8. The midlife crisis is a myth—sort of
This point was a bit odd; men go through a mid-life crisis because they desire to replace their menopausal wives with a younger wife, once again having sex trump every other potential factor. Because the authors are so sex-obsessed, the “mid-life crisis” is said to have nothing to do with a man wanting to reclaim his own youth or get a “do-over,” but instead he just wants a woman along the lines of the one discussed in asinine assertion #1. I’m certainly not an expert on the “mid-life crisis” but reducing it to sex does a disservice to a complex issue.
9. It’s natural for politicians to risk everything for an affair (but only if they’re male)
Here the authors again make the assertion that every male would have sex with as many women as possible if it were feasible to do so, the primary reason for obtaining a political office being gaining sexual power (have a look at the Washington Monument; what are trying to say to the world?). This seems to run counter to their assertion that influential men do their most important work while young while being potentially in-agreement with or counter-to their “mid-life crisis” argument depending on the age of the man and his marriage. We should fully expect powerful men to try and have sex with as many women as possible, they say; why should we expect otherwise?
10. Men sexually harass women because they are not sexist
The last point is a bit confusing; men abuse and intimidate other men, so why should they treat women any different? Men try to achieve power through competition in the workplace and once they have that power they try to use it to get women to sleep with with in one-night-stands, women taking great offense to the despicable male behavior. The authors make no distinction between abuse/intimidating/hazing etc. amongst men in competition and they way they treat women at work (nor do they say that such behavior is unacceptable), sex being the most important factor in their view.

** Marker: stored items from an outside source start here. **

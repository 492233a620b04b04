use thiserror::Error;

/// Comandos de texto reconocidos por el bot
#[derive(Debug, Clone, PartialEq, Eq)]
pub enum Command {
    Join,
    Leave,
    Play(String),
    Pause,
    Resume,
    Skip,
    NowPlaying,
}

#[derive(Debug, Error, PartialEq, Eq)]
pub enum ParseError {
    #[error("falta la búsqueda: `{prefix}play <url o texto>`")]
    MissingQuery { prefix: String },
}

impl Command {
    /// Interpreta un mensaje.
    ///
    /// Returns `None` when the message is not addressed to the bot (missing
    /// prefix or unknown command word), so ordinary chat is ignored.
    pub fn parse(prefix: &str, content: &str) -> Option<Result<Self, ParseError>> {
        let rest = content.trim_start().strip_prefix(prefix)?;

        let (word, args) = match rest.split_once(char::is_whitespace) {
            Some((word, args)) => (word, args.trim()),
            None => (rest, ""),
        };

        let command = match word.to_lowercase().as_str() {
            "join" => Self::Join,
            "leave" => Self::Leave,
            "play" => {
                if args.is_empty() {
                    return Some(Err(ParseError::MissingQuery {
                        prefix: prefix.to_string(),
                    }));
                }
                Self::Play(args.to_string())
            }
            "pause" => Self::Pause,
            "resume" => Self::Resume,
            "skip" => Self::Skip,
            "np" => Self::NowPlaying,
            _ => return None,
        };

        Some(Ok(command))
    }

    pub fn name(&self) -> &'static str {
        match self {
            Self::Join => "join",
            Self::Leave => "leave",
            Self::Play(_) => "play",
            Self::Pause => "pause",
            Self::Resume => "resume",
            Self::Skip => "skip",
            Self::NowPlaying => "np",
        }
    }
}

#[cfg(test)]
mod tests {
    use super::*;
    use pretty_assertions::assert_eq;

    fn parse(content: &str) -> Option<Result<Command, ParseError>> {
        Command::parse("!", content)
    }

    #[test]
    fn test_simple_commands() {
        assert_eq!(parse("!join"), Some(Ok(Command::Join)));
        assert_eq!(parse("!leave"), Some(Ok(Command::Leave)));
        assert_eq!(parse("!pause"), Some(Ok(Command::Pause)));
        assert_eq!(parse("!resume"), Some(Ok(Command::Resume)));
        assert_eq!(parse("!skip"), Some(Ok(Command::Skip)));
        assert_eq!(parse("!np"), Some(Ok(Command::NowPlaying)));
    }

    #[test]
    fn test_play_keeps_full_query() {
        assert_eq!(
            parse("!play  never gonna   give you up "),
            Some(Ok(Command::Play("never gonna   give you up".to_string())))
        );
        assert_eq!(
            parse("!play https://youtu.be/dQw4w9WgXcQ"),
            Some(Ok(Command::Play("https://youtu.be/dQw4w9WgXcQ".to_string())))
        );
    }

    #[test]
    fn test_play_without_query() {
        assert_eq!(
            parse("!play   "),
            Some(Err(ParseError::MissingQuery {
                prefix: "!".to_string()
            }))
        );
    }

    #[test]
    fn test_command_word_is_case_insensitive() {
        assert_eq!(parse("!SKIP"), Some(Ok(Command::Skip)));
        assert_eq!(parse("  !Np"), Some(Ok(Command::NowPlaying)));
    }

    #[test]
    fn test_non_commands_are_ignored() {
        assert_eq!(parse("hola"), None);
        assert_eq!(parse("!"), None);
        assert_eq!(parse("! play x"), None);
        assert_eq!(parse("!dance"), None);
        assert_eq!(parse("!skipping"), None);
    }

    #[test]
    fn test_multi_char_prefix() {
        assert_eq!(
            Command::parse("mb!", "mb!play lofi"),
            Some(Ok(Command::Play("lofi".to_string())))
        );
        assert_eq!(Command::parse("mb!", "!play lofi"), None);
    }
}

While the authors of this may have had a few inklings of insight, it was all lost in a flood of male sexuality that seems like an attempt to justify sexually motivated aggression on the part of males. Women are not considered outside their roles of sex objects that males strive to obtain, giving the whole article (and probably the book the article promotes by the same authors) of rather lop-sided view. If this is the best evolutionary psychology has to offer, than I would have to join others like Niles Eldredge who regard it as worthless and even dangerous. It would be foolish to say that our evolutionary history has not influenced the way we are today, but asserting that such selected behaviors dictate the whole of the human experience, that sex rules all and we cannot hope to ever escape our desires, cheapens us all. As much as I disagree with much of what the authors of this article wrote, I could have at least given them some points for mentioning that finding out reasons behind certain behaviors should not endorse immoral or otherwise despicable actions, but the authors of this study would rather tell men that they’re pre-programmed sex maniacs than try and do anything constructive.